The first line of the entries through the line bearing "assert!(r.is_sign_positive());": copy these lines exactly and return nothing else.

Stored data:
:::

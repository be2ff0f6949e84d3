// --- File: src/converter/rounding.rs ---

//! Decimal rounding applied to every floating point value before emission.

const MAX_EXACT_FRACTION: f64 = 4_503_599_627_370_496.0;

/// Rounds `x` to `places` decimal places, ties going to the even neighbour.
///
/// Values whose scaled form is not finite (huge magnitudes, or a precision
/// beyond what `f64` can express) are returned unchanged, as are NaN and infinities.
pub fn round_half_even(x: f64, places: u32) -> f64 {
    if !x.is_finite() {
        return x;
    }
    let scale = 10f64.powi(i32::try_from(places).unwrap_or(i32::MAX));
    let scaled = x * scale;
    // Beyond 2^52 every f64 is already an integer at this scale.
    if !scale.is_finite() || !scaled.is_finite() || scaled.abs() >= MAX_EXACT_FRACTION {
        return x;
    }
    let rounded = scaled.round_ties_even() / scale;
    // -0.0 would serialize as "-0.0"
    if rounded == 0.0 {
        0.0
    } else {
        rounded
    }
}

#[cfg(test)]
mod tests {
    use super::*;
    use proptest::prelude::*;

    #[test]
    fn test_rounds_to_requested_places() {
        assert_eq!(round_half_even(0.123456789, 6), 0.123457);
        assert_eq!(round_half_even(-1.98765, 2), -1.99);
        assert_eq!(round_half_even(3.7, 0), 4.0);
    }

    #[test]
    fn test_ties_go_to_even() {
        assert_eq!(round_half_even(0.5, 0), 0.0);
        assert_eq!(round_half_even(1.5, 0), 2.0);
        assert_eq!(round_half_even(2.5, 0), 2.0);
        assert_eq!(round_half_even(-2.5, 0), -2.0);
    }

    #[test]
    fn test_widened_f32_is_cleaned_up() {
        let widened = f64::from(0.1f32);
        assert_ne!(widened, 0.1);
        assert_eq!(round_half_even(widened, 6), 0.1);
    }

    #[test]
    fn test_non_finite_and_extreme_values_pass_through() {
        assert!(round_half_even(f64::NAN, 3).is_nan());
        assert_eq!(round_half_even(f64::INFINITY, 3), f64::INFINITY);
        assert_eq!(round_half_even(1e300, 20), 1e300);
        assert_eq!(round_half_even(0.25, 400), 0.25);
        assert_eq!(round_half_even(123456789.123, 10), 123456789.123);
    }

    #[test]
    fn test_negative_zero_is_normalized() {
        let r = round_half_even(-0.0000001, 3);
        assert_eq!(r, 0.0);
        assert!(r.is_sign_positive());
    }

    proptest! {
        #[test]
        fn prop_rounding_is_idempotent(x in -1.0e6_f64..1.0e6, places in 0_u32..10) {
            let once = round_half_even(x, places);
            prop_assert_eq!(round_half_even(once, places), once);
        }

        #[test]
        fn prop_zero_places_gives_integers(x in -1.0e9_f64..1.0e9) {
            let r = round_half_even(x, 0);
            prop_assert_eq!(r.fract(), 0.0);
        }

        #[test]
        fn prop_error_is_bounded(x in -1.0e3_f64..1.0e3, places in 0_u32..8) {
            let r = round_half_even(x, places);
            prop_assert!((r - x).abs() <= 0.5 * 10f64.powi(-(places as i32)) + 1e-9);
        }
    }
}
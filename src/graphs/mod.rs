use crate::error::{Error, Result};

pub mod adjacency_graph;
pub mod edge;
pub mod graph_factory;
pub mod graph_functions;

use edge::WeightedEdge;

pub type VertexId = u32;
pub type Weight = i64;
pub type Distance = i64;

/// Distance of a vertex that is not reachable from the source. Larger than any
/// achievable path sum, relaxation saturates below it.
pub const INFINITY: Distance = Distance::MAX;

pub trait Graph: Send + Sync {
    fn number_of_vertices(&self) -> u32;

    fn number_of_edges(&self) -> u32 {
        (0..self.number_of_vertices())
            .map(|vertex| self.edges(vertex).len() as u32)
            .sum::<u32>()
    }

    /// Outgoing edges of `tail` in insertion order. `tail` must be a valid
    /// vertex.
    fn edges(&self, tail: VertexId) -> Box<dyn ExactSizeIterator<Item = WeightedEdge> + Send + '_>;

    fn check_vertex(&self, vertex: VertexId) -> Result<()> {
        if vertex >= self.number_of_vertices() {
            return Err(Error::OutOfRange {
                vertex,
                number_of_vertices: self.number_of_vertices(),
            });
        }
        Ok(())
    }
}
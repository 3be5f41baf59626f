use super::{VertexId, Weight};

#[derive(Clone, Copy, Debug, PartialEq, Eq)]
pub struct WeightedEdge {
    pub tail: VertexId,
    pub head: VertexId,
    pub weight: Weight,
}

impl WeightedEdge {
    pub fn new(tail: VertexId, head: VertexId, weight: Weight) -> WeightedEdge {
        WeightedEdge { tail, head, weight }
    }
}

/// Adjacency entry stored per tail vertex.
#[derive(Clone, Copy, Debug, PartialEq, Eq)]
pub struct TaillessEdge {
    pub head: VertexId,
    pub weight: Weight,
}

impl TaillessEdge {
    pub fn set_tail(&self, tail: VertexId) -> WeightedEdge {
        WeightedEdge {
            tail,
            head: self.head,
            weight: self.weight,
        }
    }
}
use std::{
    fs::File,
    io::{BufRead, BufReader},
    path::Path,
};

use indicatif::ProgressIterator;
use tracing::debug;

use super::{adjacency_graph::AdjacencyGraph, edge::WeightedEdge, VertexId, Weight};
use crate::{
    error::{Error, Result},
    utility::get_progressspinner,
};

/// Weight of adjacency-list entries that do not name one.
pub const DEFAULT_WEIGHT: Weight = 1;

#[derive(Clone)]
pub struct GraphFactory {}

impl GraphFactory {
    pub fn from_adjacency_file(path: &Path) -> Result<AdjacencyGraph> {
        let reader = BufReader::new(File::open(path)?);
        Self::from_adjacency_reader(reader)
    }

    /// Reads lines of the form `vertex: target,target/weight,...`. Every entry
    /// becomes a directed arc, so undirected graphs list both directions.
    pub fn from_adjacency_reader<R: BufRead>(reader: R) -> Result<AdjacencyGraph> {
        let spinner = get_progressspinner("Reading adjacency list");

        let mut edges = Vec::new();
        let mut max_vertex: Option<VertexId> = None;
        for (index, line) in reader.lines().enumerate().progress_with(spinner.clone()) {
            let line_number = index + 1;
            let line = line?;
            let line = line.trim();
            if line.is_empty() || line.starts_with('#') {
                continue;
            }

            let (tail, targets) = line
                .split_once(':')
                .ok_or_else(|| parse_error(line_number, "missing ':' after vertex id"))?;
            let tail = parse_vertex(tail, line_number)?;
            max_vertex = max_vertex.max(Some(tail));

            for entry in targets.split(',').map(str::trim) {
                if entry.is_empty() {
                    continue;
                }
                let (head, weight) = match entry.split_once('/') {
                    Some((head, weight)) => (
                        parse_vertex(head, line_number)?,
                        parse_weight(weight, line_number)?,
                    ),
                    None => (parse_vertex(entry, line_number)?, DEFAULT_WEIGHT),
                };
                max_vertex = max_vertex.max(Some(head));
                edges.push(WeightedEdge::new(tail, head, weight));
            }
        }
        spinner.finish_and_clear();

        let number_of_vertices = max_vertex.map_or(0, |vertex| vertex + 1);
        let mut graph = AdjacencyGraph::new(number_of_vertices);
        for edge in edges.iter() {
            graph.add_arc(edge.tail, edge.head, edge.weight)?;
        }

        debug!(
            vertices = number_of_vertices,
            arcs = edges.len(),
            "read adjacency list"
        );
        Ok(graph)
    }

    pub fn from_edge_list_file(path: &Path) -> Result<AdjacencyGraph> {
        let reader = BufReader::new(File::open(path)?);
        Self::from_edge_list_reader(reader)
    }

    /// Reads lines of the form `tail head weight` and inserts each edge in both
    /// directions.
    pub fn from_edge_list_reader<R: BufRead>(reader: R) -> Result<AdjacencyGraph> {
        let spinner = get_progressspinner("Reading edge list");

        let mut edges = Vec::new();
        let mut max_vertex: Option<VertexId> = None;
        for (index, line) in reader.lines().enumerate().progress_with(spinner.clone()) {
            let line_number = index + 1;
            let line = line?;
            let line = line.trim();
            if line.is_empty() || line.starts_with('#') {
                continue;
            }

            let mut values = line.split_whitespace();
            let tail = parse_vertex(
                values
                    .next()
                    .ok_or_else(|| parse_error(line_number, "no tail found"))?,
                line_number,
            )?;
            let head = parse_vertex(
                values
                    .next()
                    .ok_or_else(|| parse_error(line_number, "no head found"))?,
                line_number,
            )?;
            let weight = parse_weight(
                values
                    .next()
                    .ok_or_else(|| parse_error(line_number, "no weight found"))?,
                line_number,
            )?;
            if values.next().is_some() {
                return Err(parse_error(line_number, "trailing values after weight"));
            }

            max_vertex = max_vertex.max(Some(tail.max(head)));
            edges.push(WeightedEdge::new(tail, head, weight));
        }
        spinner.finish_and_clear();

        let number_of_vertices = max_vertex.map_or(0, |vertex| vertex + 1);
        let graph = AdjacencyGraph::from_edges(number_of_vertices, &edges)?;

        debug!(
            vertices = number_of_vertices,
            edges = edges.len(),
            "read edge list"
        );
        Ok(graph)
    }
}

fn parse_error(line: usize, reason: impl Into<String>) -> Error {
    Error::Parse {
        line,
        reason: reason.into(),
    }
}

/// The vertex count is the largest id + 1, so `VertexId::MAX` itself is
/// rejected.
fn parse_vertex(value: &str, line: usize) -> Result<VertexId> {
    let value = value.trim();
    let vertex: VertexId = value
        .parse()
        .map_err(|_| parse_error(line, format!("invalid vertex id `{}`", value)))?;
    if vertex == VertexId::MAX {
        return Err(parse_error(
            line,
            format!("vertex id `{}` is too large", value),
        ));
    }
    Ok(vertex)
}

fn parse_weight(value: &str, line: usize) -> Result<Weight> {
    let value = value.trim();
    value
        .parse()
        .map_err(|_| parse_error(line, format!("invalid weight `{}`", value)))
}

:::

**Exercise response:**
repository be2ff0f6949e84d3
// --- File: src/converter/rounding.rs ---

//! Decimal rounding applied to every floating point value before emission.

const MAX_EXACT_FRACTION: f64 = 4_503_599_627_370_496.0;

/// Rounds `x` to `places` decimal places, ties going to the even neighbour.
///
/// Values whose scaled form is not finite (huge magnitudes, or a precision
/// beyond what `f64` can express) are returned unchanged, as are NaN and infinities.
pub fn round_half_even(x: f64, places: u32) -> f64 {
    if !x.is_finite() {
        return x;
    }
    let scale = 10f64.powi(i32::try_from(places).unwrap_or(i32::MAX));
    let scaled = x * scale;
    // Beyond 2^52 every f64 is already an integer at this scale.
    if !scale.is_finite() || !scaled.is_finite() || scaled.abs() >= MAX_EXACT_FRACTION {
        return x;
    }
    let rounded = scaled.round_ties_even() / scale;
    // -0.0 would serialize as "-0.0"
    if rounded == 0.0 {
        0.0
    } else {
        rounded
    }
}

#[cfg(test)]
mod tests {
    use super::*;
    use proptest::prelude::*;

    #[test]
    fn test_rounds_to_requested_places() {
        assert_eq!(round_half_even(0.123456789, 6), 0.123457);
        assert_eq!(round_half_even(-1.98765, 2), -1.99);
        assert_eq!(round_half_even(3.7, 0), 4.0);
    }

    #[test]
    fn test_ties_go_to_even() {
        assert_eq!(round_half_even(0.5, 0), 0.0);
        assert_eq!(round_half_even(1.5, 0), 2.0);
        assert_eq!(round_half_even(2.5, 0), 2.0);
        assert_eq!(round_half_even(-2.5, 0), -2.0);
    }

    #[test]
    fn test_widened_f32_is_cleaned_up() {
        let widened = f64::from(0.1f32);
        assert_ne!(widened, 0.1);
        assert_eq!(round_half_even(widened, 6), 0.1);
    }

    #[test]
    fn test_non_finite_and_extreme_values_pass_through() {
        assert!(round_half_even(f64::NAN, 3).is_nan());
        assert_eq!(round_half_even(f64::INFINITY, 3), f64::INFINITY);
        assert_eq!(round_half_even(1e300, 20), 1e300);
        assert_eq!(round_half_even(0.25, 400), 0.25);
        assert_eq!(round_half_even(123456789.123, 10), 123456789.123);
    }

    #[test]
    fn test_negative_zero_is_normalized() {
        let r = round_half_even(-0.0000001, 3);
        assert_eq!(r, 0.0);
        assert!(r.is_sign_positive());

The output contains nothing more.